** Work instructions **
Nothing but an exact copy of the data should be given.

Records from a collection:

━━━━━━━━━━

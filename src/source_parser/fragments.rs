use tracing::{debug, info};

use crate::models::{Dataset, ResourceRecord};
use super::canonical::extract_actual_url;
use super::patterns::FRAGMENT_PATTERNS;

/// Scans raw text for JSON-like name/url field pairs without parsing it as JSON
///
/// Every pattern runs over the whole text and all matches are kept, so the
/// same resource may be reported more than once. Which capture is the URL is
/// decided by canonicalization alone: the second capture is tried first.
pub fn parse_fragments(content: &str) -> Dataset {
    let mut records = Dataset::new();

    for (index, pattern) in FRAGMENT_PATTERNS.iter().enumerate() {
        let before = records.len();
        for caps in pattern.captures_iter(content) {
            let (Some(first), Some(second)) = (caps.get(1), caps.get(2)) else {
                continue;
            };
            let (first, second) = (first.as_str(), second.as_str());

            let record = if let Some(url) = extract_actual_url(second) {
                ResourceRecord::new(first.trim(), url)
            } else if let Some(url) = extract_actual_url(first) {
                ResourceRecord::new(second.trim(), url)
            } else {
                debug!("Fragment discarded, no endpoint in ('{}', '{}')", first, second);
                continue;
            };
            records.push(record);
        }
        debug!("Fragment pattern {} matched {} records", index + 1, records.len() - before);
    }

    info!("Fragment scan found {} records", records.len());
    records
}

━━━━━━━━━━

** Response below **
filename src/source_parser/fragments.rs
use tracing::{debug, info};

use crate::models::{Dataset, ResourceRecord};
use super::canonical::extract_actual_url;
use super::patterns::FRAGMENT_PATTERNS;

/// Scans raw text for JSON-like name/url field pairs without parsing it as JSON
///
/// Every pattern runs over the whole text and all matches are kept, so the
/// same resource may be reported more than once. Which capture is the URL is
/// decided by canonicalization alone: the second capture is tried first.
pub fn parse_fragments(content: &str) -> Dataset {
    let mut records = Dataset::new();

    for (index, pattern) in FRAGMENT_PATTERNS.iter().enumerate() {
        let before = records.len();
        for caps in pattern.captures_iter(content) {
            let (Some(first), Some(second)) = (caps.get(1), caps.get(2)) else {
                continue;
            };
            let (first, second) = (first.as_str(), second.as_str());

            let record = if let Some(url) = extract_actual_url(second) {
                ResourceRecord::new(first.trim(), url)
            } else if let Some(url) = extract_actual_url(first) {
                ResourceRecord::new(second.trim(), url)
            } else {
                debug!("Fragment discarded, no endpoint in ('{}', '{}')", first, second);
                continue;
            };
            records.push(record);
        }
        debug!("Fragment pattern {} matched {} records", index + 1, records.len() - before);
    }

    info!("Fragment scan found {} records", records.len());
    records
}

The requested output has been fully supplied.